(Assignment)
Filter these entries down to lines holding "EstimateError".
---------- Study material ----------
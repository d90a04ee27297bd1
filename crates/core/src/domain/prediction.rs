use crate::domain::error::EstimateError;
use rust_decimal::Decimal;
use rust_decimal_macros::dec;
use serde::{Deserialize, Serialize};
use std::fmt;
use std::str::FromStr;

pub const MIN_FEATURE_COUNT: u8 = 1;
pub const MAX_FEATURE_COUNT: u8 = 10;

/// Largest accepted base price. The biggest multiplier chain is 1.50 * 1.20 * 1.15 * 1.20 = 2.484,
/// and 3e28 * 2.484 still fits under `Decimal::MAX` (~7.92e28).
pub const MAX_BASE_PRICE: Decimal = dec!(30000000000000000000000000000);

#[derive(Debug, Clone, thiserror::Error, PartialEq, Eq)]
#[error("unknown {kind} {value:?} (expected one of: {expected})")]
pub struct ParseChoiceError {
    pub kind: &'static str,
    pub value: String,
    pub expected: String,
}

#[derive(Debug, Clone, Copy, PartialEq, Eq, Hash, PartialOrd, Ord, Serialize, Deserialize)]
#[serde(rename_all = "lowercase")]
pub enum Category {
    Electronics,
    Clothing,
    Furniture,
    Food,
    Other,
}

#[derive(Debug, Clone, Copy, Default, PartialEq, Eq, Hash, Serialize, Deserialize)]
#[serde(rename_all = "lowercase")]
pub enum Condition {
    #[default]
    New,
    Good,
    Used,
}

#[derive(Debug, Clone, Copy, Default, PartialEq, Eq, Hash, Serialize, Deserialize)]
#[serde(rename_all = "lowercase")]
pub enum MarketDemand {
    High,
    #[default]
    Medium,
    Low,
}

#[derive(Debug, Clone, Copy, PartialEq, Eq, Hash, Serialize, Deserialize)]
#[serde(rename_all = "lowercase")]
pub enum Seasonality {
    Peak,
    Regular,
    Off,
}

impl Category {
    pub const ALL: [Category; 5] = [
        Category::Electronics,
        Category::Clothing,
        Category::Furniture,
        Category::Food,
        Category::Other,
    ];

    pub fn as_str(self) -> &'static str {
        match self {
            Category::Electronics => "electronics",
            Category::Clothing => "clothing",
            Category::Furniture => "furniture",
            Category::Food => "food",
            Category::Other => "other",
        }
    }

    /// Human-facing label ("Food & Beverage" rather than "food").
    pub fn label(self) -> &'static str {
        match self {
            Category::Electronics => "Electronics",
            Category::Clothing => "Clothing",
            Category::Furniture => "Furniture",
            Category::Food => "Food & Beverage",
            Category::Other => "Other",
        }
    }
}

impl Condition {
    pub const ALL: [Condition; 3] = [Condition::New, Condition::Good, Condition::Used];

    pub fn as_str(self) -> &'static str {
        match self {
            Condition::New => "new",
            Condition::Good => "good",
            Condition::Used => "used",
        }
    }
}

impl MarketDemand {
    pub const ALL: [MarketDemand; 3] = [MarketDemand::High, MarketDemand::Medium, MarketDemand::Low];

    pub fn as_str(self) -> &'static str {
        match self {
            MarketDemand::High => "high",
            MarketDemand::Medium => "medium",
            MarketDemand::Low => "low",
        }
    }
}

impl Seasonality {
    pub const ALL: [Seasonality; 3] = [Seasonality::Peak, Seasonality::Regular, Seasonality::Off];

    pub fn as_str(self) -> &'static str {
        match self {
            Seasonality::Peak => "peak",
            Seasonality::Regular => "regular",
            Seasonality::Off => "off",
        }
    }
}

fn parse_choice<T: Copy>(
    kind: &'static str,
    raw: &str,
    all: &[T],
    as_str: fn(T) -> &'static str,
) -> Result<T, ParseChoiceError> {
    let needle = raw.trim();
    all.iter()
        .copied()
        .find(|v| as_str(*v).eq_ignore_ascii_case(needle))
        .ok_or_else(|| ParseChoiceError {
            kind,
            value: raw.to_string(),
            expected: all
                .iter()
                .map(|v| as_str(*v))
                .collect::<Vec<_>>()
                .join(", "),
        })
}

impl FromStr for Category {
    type Err = ParseChoiceError;

    fn from_str(s: &str) -> Result<Self, Self::Err> {
        parse_choice("category", s, &Category::ALL, Category::as_str)
    }
}

impl FromStr for Condition {
    type Err = ParseChoiceError;

    fn from_str(s: &str) -> Result<Self, Self::Err> {
        parse_choice("condition", s, &Condition::ALL, Condition::as_str)
    }
}

impl FromStr for MarketDemand {
    type Err = ParseChoiceError;

    fn from_str(s: &str) -> Result<Self, Self::Err> {
        parse_choice("market demand", s, &MarketDemand::ALL, MarketDemand::as_str)
    }
}

impl FromStr for Seasonality {
    type Err = ParseChoiceError;

    fn from_str(s: &str) -> Result<Self, Self::Err> {
        parse_choice("seasonality", s, &Seasonality::ALL, Seasonality::as_str)
    }
}

impl fmt::Display for Category {
    fn fmt(&self, f: &mut fmt::Formatter<'_>) -> fmt::Result {
        f.write_str(self.as_str())
    }
}

impl fmt::Display for Condition {
    fn fmt(&self, f: &mut fmt::Formatter<'_>) -> fmt::Result {
        f.write_str(self.as_str())
    }
}

impl fmt::Display for MarketDemand {
    fn fmt(&self, f: &mut fmt::Formatter<'_>) -> fmt::Result {
        f.write_str(self.as_str())
    }
}

impl fmt::Display for Seasonality {
    fn fmt(&self, f: &mut fmt::Formatter<'_>) -> fmt::Result {
        f.write_str(self.as_str())
    }
}

/// Validated product attributes. Only constructible through [`PredictionInput::new`], so every
/// value reaching the estimator is in range.
#[derive(Debug, Clone, PartialEq, Eq, Serialize)]
pub struct PredictionInput {
    product_name: String,
    category: Category,
    feature_count: u8,
    condition: Condition,
    #[serde(with = "rust_decimal::serde::float")]
    base_price: Decimal,
    market_demand: MarketDemand,
    seasonality: Seasonality,
}

impl PredictionInput {
    pub fn new(
        product_name: impl Into<String>,
        category: Category,
        feature_count: u8,
        condition: Condition,
        base_price: Decimal,
        market_demand: MarketDemand,
        seasonality: Seasonality,
    ) -> Result<Self, EstimateError> {
        let product_name = product_name.into().trim().to_string();
        if product_name.is_empty() {
            return Err(EstimateError::MissingField {
                field: "product_name",
            });
        }
        if !(MIN_FEATURE_COUNT..=MAX_FEATURE_COUNT).contains(&feature_count) {
            return Err(EstimateError::FeatureCountOutOfRange {
                got: u32::from(feature_count),
            });
        }
        if base_price < Decimal::ZERO || base_price > MAX_BASE_PRICE {
            return Err(EstimateError::BasePriceOutOfRange {
                raw: base_price.to_string(),
            });
        }

        Ok(Self {
            product_name,
            category,
            feature_count,
            condition,
            base_price,
            market_demand,
            seasonality,
        })
    }

    pub fn product_name(&self) -> &str {
        &self.product_name
    }

    pub fn category(&self) -> Category {
        self.category
    }

    pub fn feature_count(&self) -> u8 {
        self.feature_count
    }

    pub fn condition(&self) -> Condition {
        self.condition
    }

    pub fn base_price(&self) -> Decimal {
        self.base_price
    }

    pub fn market_demand(&self) -> MarketDemand {
        self.market_demand
    }

    pub fn seasonality(&self) -> Seasonality {
        self.seasonality
    }
}

#[derive(Debug, Clone, Copy, PartialEq, Eq, Serialize, Deserialize)]
pub enum Factor {
    #[serde(rename = "Base Price")]
    BasePrice,
    #[serde(rename = "Features")]
    Features,
    #[serde(rename = "Condition")]
    Condition,
    #[serde(rename = "Market Demand")]
    MarketDemand,
    #[serde(rename = "Seasonality")]
    Seasonality,
}

impl Factor {
    pub fn label(self) -> &'static str {
        match self {
            Factor::BasePrice => "Base Price",
            Factor::Features => "Features",
            Factor::Condition => "Condition",
            Factor::MarketDemand => "Market Demand",
            Factor::Seasonality => "Seasonality",
        }
    }
}

#[derive(Debug, Clone, Copy, PartialEq, Eq, Serialize, Deserialize)]
pub struct FactorScore {
    pub factor: Factor,
    pub impact_score: u32,
}

#[derive(Debug, Clone, PartialEq, Eq, Serialize, Deserialize)]
pub struct PredictionResult {
    #[serde(with = "rust_decimal::serde::float")]
    pub predicted_price: Decimal,
    pub factor_breakdown: Vec<FactorScore>,
}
----------
(Completed exercise)
use crate::domain::error::EstimateError;
    ) -> Result<Self, EstimateError> {
            return Err(EstimateError::MissingField {
            return Err(EstimateError::FeatureCountOutOfRange {
            return Err(EstimateError::BasePriceOutOfRange {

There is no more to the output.